---- The input
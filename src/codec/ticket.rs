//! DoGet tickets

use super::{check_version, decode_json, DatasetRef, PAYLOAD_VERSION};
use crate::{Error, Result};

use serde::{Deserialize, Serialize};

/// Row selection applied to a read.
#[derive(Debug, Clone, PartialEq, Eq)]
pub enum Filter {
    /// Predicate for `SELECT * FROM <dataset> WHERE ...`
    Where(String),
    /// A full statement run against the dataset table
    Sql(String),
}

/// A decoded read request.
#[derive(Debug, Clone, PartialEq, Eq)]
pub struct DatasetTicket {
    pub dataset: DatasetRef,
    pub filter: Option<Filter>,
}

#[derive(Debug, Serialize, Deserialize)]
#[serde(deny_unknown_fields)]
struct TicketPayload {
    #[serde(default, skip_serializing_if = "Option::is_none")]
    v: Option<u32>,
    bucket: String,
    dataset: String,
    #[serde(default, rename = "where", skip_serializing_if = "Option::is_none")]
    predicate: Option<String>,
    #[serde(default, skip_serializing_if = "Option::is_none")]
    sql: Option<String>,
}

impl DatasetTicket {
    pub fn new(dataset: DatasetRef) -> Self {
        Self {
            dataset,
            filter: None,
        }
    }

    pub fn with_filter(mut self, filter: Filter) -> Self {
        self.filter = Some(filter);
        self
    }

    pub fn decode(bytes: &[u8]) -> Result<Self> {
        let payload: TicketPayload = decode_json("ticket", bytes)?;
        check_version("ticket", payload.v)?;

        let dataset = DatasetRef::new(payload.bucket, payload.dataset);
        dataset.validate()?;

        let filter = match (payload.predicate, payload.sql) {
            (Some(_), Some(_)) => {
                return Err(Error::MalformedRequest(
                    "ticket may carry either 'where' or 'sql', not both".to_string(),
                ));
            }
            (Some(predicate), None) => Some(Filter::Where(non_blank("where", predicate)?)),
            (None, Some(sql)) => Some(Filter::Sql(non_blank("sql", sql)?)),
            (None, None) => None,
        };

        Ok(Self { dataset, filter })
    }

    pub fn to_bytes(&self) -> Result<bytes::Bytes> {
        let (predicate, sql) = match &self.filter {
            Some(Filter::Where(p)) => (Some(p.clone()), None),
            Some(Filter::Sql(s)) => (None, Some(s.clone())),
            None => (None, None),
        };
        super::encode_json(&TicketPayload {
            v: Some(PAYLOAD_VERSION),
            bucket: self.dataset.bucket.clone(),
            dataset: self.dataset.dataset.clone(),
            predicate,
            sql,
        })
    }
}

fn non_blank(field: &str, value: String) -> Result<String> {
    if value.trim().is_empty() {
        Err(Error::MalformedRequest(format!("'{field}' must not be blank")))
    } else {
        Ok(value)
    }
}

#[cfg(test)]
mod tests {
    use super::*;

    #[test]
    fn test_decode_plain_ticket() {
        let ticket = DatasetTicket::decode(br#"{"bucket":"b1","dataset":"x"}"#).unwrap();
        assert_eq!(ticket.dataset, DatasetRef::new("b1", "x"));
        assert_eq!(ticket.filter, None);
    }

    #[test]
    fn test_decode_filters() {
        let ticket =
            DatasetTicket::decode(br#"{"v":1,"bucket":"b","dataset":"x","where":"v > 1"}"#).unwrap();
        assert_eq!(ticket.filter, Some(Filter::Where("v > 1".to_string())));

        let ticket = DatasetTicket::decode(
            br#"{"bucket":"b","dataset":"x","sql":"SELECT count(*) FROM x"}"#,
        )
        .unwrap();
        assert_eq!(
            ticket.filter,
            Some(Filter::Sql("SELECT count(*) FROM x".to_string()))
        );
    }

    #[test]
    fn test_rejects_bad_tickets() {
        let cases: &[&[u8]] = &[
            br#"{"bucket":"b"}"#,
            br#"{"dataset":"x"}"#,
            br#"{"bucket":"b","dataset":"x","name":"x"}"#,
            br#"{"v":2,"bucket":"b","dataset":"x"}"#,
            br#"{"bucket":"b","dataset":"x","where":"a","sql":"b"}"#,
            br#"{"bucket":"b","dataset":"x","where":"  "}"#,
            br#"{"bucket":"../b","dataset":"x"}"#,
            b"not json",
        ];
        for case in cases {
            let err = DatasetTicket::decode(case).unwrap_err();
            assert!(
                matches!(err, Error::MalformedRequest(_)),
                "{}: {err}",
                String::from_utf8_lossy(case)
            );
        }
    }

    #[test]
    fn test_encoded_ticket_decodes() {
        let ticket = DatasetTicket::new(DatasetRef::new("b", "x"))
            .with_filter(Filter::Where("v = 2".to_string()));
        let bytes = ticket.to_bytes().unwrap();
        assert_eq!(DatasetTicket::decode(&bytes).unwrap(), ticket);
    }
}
--------
---- The input
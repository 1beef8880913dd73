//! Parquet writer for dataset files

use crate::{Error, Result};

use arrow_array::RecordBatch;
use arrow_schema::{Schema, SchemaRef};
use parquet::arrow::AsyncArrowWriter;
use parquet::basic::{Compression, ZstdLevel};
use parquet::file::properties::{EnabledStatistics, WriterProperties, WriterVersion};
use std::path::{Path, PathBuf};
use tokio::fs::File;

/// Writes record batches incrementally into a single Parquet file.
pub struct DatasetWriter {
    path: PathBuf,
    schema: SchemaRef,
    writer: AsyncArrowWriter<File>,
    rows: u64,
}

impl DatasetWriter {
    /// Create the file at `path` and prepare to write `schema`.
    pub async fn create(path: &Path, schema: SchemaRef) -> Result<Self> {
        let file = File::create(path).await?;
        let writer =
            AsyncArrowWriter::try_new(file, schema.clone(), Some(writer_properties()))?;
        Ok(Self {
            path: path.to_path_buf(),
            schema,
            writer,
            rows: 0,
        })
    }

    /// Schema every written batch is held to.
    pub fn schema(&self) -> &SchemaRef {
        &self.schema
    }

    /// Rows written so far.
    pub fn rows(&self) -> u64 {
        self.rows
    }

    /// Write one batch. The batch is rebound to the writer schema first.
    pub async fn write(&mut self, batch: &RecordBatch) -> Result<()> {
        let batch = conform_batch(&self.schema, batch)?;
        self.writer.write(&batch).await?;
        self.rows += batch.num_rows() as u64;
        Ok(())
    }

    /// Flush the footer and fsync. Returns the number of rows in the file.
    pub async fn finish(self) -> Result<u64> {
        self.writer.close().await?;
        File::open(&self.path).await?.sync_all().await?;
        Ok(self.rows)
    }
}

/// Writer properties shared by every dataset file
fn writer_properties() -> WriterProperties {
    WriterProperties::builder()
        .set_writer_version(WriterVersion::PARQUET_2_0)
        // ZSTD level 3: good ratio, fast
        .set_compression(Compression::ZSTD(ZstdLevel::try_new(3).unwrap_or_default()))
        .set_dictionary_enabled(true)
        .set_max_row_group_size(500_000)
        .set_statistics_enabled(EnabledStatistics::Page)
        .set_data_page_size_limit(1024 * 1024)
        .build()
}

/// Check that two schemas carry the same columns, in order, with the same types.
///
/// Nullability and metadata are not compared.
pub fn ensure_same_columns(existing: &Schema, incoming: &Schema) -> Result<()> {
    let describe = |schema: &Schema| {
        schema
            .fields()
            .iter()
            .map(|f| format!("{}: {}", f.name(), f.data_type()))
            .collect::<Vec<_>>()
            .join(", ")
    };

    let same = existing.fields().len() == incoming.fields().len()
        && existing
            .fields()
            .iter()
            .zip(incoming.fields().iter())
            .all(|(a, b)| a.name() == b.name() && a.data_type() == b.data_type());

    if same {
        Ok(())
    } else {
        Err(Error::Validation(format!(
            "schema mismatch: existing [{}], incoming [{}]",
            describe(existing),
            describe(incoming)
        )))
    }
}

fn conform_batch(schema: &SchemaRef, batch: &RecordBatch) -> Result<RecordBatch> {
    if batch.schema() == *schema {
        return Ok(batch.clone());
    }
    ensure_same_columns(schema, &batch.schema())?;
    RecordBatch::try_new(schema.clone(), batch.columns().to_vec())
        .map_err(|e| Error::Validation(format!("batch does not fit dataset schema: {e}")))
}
--------
---- The input
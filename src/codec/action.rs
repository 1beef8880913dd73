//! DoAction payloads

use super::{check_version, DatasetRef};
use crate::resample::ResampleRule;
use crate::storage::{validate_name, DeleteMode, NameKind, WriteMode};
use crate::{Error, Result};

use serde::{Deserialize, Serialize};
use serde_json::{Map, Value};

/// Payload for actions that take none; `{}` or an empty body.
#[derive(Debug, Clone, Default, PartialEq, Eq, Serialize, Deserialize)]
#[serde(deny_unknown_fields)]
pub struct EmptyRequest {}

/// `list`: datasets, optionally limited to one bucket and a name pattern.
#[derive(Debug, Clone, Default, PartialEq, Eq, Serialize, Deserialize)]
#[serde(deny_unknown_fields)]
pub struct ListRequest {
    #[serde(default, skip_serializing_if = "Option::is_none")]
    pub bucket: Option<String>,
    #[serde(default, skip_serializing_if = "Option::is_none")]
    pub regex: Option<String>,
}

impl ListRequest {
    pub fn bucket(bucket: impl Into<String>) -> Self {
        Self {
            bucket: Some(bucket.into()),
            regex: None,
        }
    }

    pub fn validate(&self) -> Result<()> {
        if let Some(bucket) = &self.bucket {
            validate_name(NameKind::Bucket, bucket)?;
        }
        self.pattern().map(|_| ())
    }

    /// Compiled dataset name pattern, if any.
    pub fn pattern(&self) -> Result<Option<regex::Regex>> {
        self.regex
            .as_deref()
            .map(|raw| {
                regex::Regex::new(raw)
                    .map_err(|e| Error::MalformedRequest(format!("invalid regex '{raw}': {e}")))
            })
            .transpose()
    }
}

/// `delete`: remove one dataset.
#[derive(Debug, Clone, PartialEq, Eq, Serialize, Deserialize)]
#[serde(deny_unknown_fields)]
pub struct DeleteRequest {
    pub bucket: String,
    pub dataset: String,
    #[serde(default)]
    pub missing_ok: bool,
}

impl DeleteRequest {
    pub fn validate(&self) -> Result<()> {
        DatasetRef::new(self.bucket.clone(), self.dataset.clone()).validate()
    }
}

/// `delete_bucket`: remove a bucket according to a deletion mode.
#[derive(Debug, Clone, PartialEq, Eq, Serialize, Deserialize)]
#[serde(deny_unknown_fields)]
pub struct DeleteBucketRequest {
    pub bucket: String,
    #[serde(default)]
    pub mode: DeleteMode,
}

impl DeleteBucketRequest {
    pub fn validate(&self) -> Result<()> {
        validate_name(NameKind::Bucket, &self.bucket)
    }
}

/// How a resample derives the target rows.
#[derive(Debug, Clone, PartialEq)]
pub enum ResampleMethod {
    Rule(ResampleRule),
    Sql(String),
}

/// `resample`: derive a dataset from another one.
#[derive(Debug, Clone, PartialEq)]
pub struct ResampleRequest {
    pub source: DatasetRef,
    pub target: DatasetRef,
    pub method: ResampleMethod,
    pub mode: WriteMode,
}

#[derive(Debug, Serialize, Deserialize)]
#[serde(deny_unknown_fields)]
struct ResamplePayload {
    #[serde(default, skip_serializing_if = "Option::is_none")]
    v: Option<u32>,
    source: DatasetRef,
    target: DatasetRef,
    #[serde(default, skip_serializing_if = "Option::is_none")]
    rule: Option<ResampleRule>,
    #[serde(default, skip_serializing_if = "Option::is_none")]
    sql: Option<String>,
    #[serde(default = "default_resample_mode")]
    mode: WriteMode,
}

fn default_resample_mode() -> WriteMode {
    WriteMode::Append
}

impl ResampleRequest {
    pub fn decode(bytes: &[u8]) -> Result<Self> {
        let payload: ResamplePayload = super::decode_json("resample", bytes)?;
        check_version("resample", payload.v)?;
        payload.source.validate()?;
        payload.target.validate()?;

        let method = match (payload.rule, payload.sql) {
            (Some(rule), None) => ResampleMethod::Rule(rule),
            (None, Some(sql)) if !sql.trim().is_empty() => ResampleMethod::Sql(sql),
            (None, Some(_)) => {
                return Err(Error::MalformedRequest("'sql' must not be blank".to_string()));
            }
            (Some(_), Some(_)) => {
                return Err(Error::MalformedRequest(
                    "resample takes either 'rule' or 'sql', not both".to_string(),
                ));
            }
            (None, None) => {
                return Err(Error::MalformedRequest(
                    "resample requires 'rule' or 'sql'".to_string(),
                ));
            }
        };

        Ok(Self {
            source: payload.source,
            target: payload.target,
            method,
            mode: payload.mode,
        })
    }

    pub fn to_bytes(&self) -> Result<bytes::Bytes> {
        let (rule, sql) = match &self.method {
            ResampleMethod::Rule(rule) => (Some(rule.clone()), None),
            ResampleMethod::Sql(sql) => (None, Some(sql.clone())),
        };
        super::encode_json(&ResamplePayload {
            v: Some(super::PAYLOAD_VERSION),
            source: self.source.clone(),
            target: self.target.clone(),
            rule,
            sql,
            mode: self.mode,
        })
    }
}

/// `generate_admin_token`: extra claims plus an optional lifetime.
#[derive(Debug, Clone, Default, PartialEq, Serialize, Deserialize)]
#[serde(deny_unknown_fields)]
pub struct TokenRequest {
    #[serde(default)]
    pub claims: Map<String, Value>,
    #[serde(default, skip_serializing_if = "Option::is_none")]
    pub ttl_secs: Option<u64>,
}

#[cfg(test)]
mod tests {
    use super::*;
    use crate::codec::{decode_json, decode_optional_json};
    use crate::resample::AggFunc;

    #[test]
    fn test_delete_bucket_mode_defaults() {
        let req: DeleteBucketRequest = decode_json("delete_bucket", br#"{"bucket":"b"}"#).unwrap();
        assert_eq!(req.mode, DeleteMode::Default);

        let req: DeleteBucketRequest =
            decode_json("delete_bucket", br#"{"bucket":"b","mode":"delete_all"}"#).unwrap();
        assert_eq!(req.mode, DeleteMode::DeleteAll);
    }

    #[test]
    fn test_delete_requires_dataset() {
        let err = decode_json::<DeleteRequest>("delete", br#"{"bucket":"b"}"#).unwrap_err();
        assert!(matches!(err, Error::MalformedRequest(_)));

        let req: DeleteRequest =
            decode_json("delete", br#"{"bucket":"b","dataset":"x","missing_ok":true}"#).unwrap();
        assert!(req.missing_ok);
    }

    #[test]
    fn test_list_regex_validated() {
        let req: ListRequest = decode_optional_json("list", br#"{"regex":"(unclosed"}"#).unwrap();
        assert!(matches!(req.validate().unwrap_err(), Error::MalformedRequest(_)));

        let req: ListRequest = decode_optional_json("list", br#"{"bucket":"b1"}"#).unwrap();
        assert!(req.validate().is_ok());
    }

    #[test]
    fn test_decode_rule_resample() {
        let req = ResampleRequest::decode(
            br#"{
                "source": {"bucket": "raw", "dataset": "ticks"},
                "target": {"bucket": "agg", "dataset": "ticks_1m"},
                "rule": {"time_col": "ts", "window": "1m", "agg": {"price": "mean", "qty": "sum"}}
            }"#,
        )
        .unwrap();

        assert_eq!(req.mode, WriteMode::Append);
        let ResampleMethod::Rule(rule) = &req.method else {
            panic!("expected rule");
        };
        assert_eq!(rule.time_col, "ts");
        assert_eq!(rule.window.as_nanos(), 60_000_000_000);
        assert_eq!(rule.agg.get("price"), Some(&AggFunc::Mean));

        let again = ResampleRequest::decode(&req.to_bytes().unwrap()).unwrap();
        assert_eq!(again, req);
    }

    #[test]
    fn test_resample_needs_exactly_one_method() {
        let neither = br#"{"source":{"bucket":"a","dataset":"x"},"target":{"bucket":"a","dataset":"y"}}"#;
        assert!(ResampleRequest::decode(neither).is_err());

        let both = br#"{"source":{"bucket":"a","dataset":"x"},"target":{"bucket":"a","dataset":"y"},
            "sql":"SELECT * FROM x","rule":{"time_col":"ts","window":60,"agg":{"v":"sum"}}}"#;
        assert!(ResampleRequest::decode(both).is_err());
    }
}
--------
Work order
Copy out precisely the lines from the line with "filename src/codec/ticket.rs" to the line with "let payload: TicketPayload" in the material above, including those two lines and omitting all the rest.

Solution
filename src/codec/ticket.rs
//! DoGet tickets

use super::{check_version, decode_json, DatasetRef, PAYLOAD_VERSION};
use crate::{Error, Result};

use serde::{Deserialize, Serialize};

/// Row selection applied to a read.
#[derive(Debug, Clone, PartialEq, Eq)]
pub enum Filter {
    /// Predicate for `SELECT * FROM <dataset> WHERE ...`
    Where(String),
    /// A full statement run against the dataset table
    Sql(String),
}

/// A decoded read request.
#[derive(Debug, Clone, PartialEq, Eq)]
pub struct DatasetTicket {
    pub dataset: DatasetRef,
    pub filter: Option<Filter>,
}

#[derive(Debug, Serialize, Deserialize)]
#[serde(deny_unknown_fields)]
struct TicketPayload {
    #[serde(default, skip_serializing_if = "Option::is_none")]
    v: Option<u32>,
    bucket: String,
    dataset: String,
    #[serde(default, rename = "where", skip_serializing_if = "Option::is_none")]
    predicate: Option<String>,
    #[serde(default, skip_serializing_if = "Option::is_none")]
    sql: Option<String>,
}

impl DatasetTicket {
    pub fn new(dataset: DatasetRef) -> Self {
        Self {
            dataset,
            filter: None,
        }
    }

    pub fn with_filter(mut self, filter: Filter) -> Self {
        self.filter = Some(filter);
        self
    }

    pub fn decode(bytes: &[u8]) -> Result<Self> {
        let payload: TicketPayload = decode_json("ticket", bytes)?;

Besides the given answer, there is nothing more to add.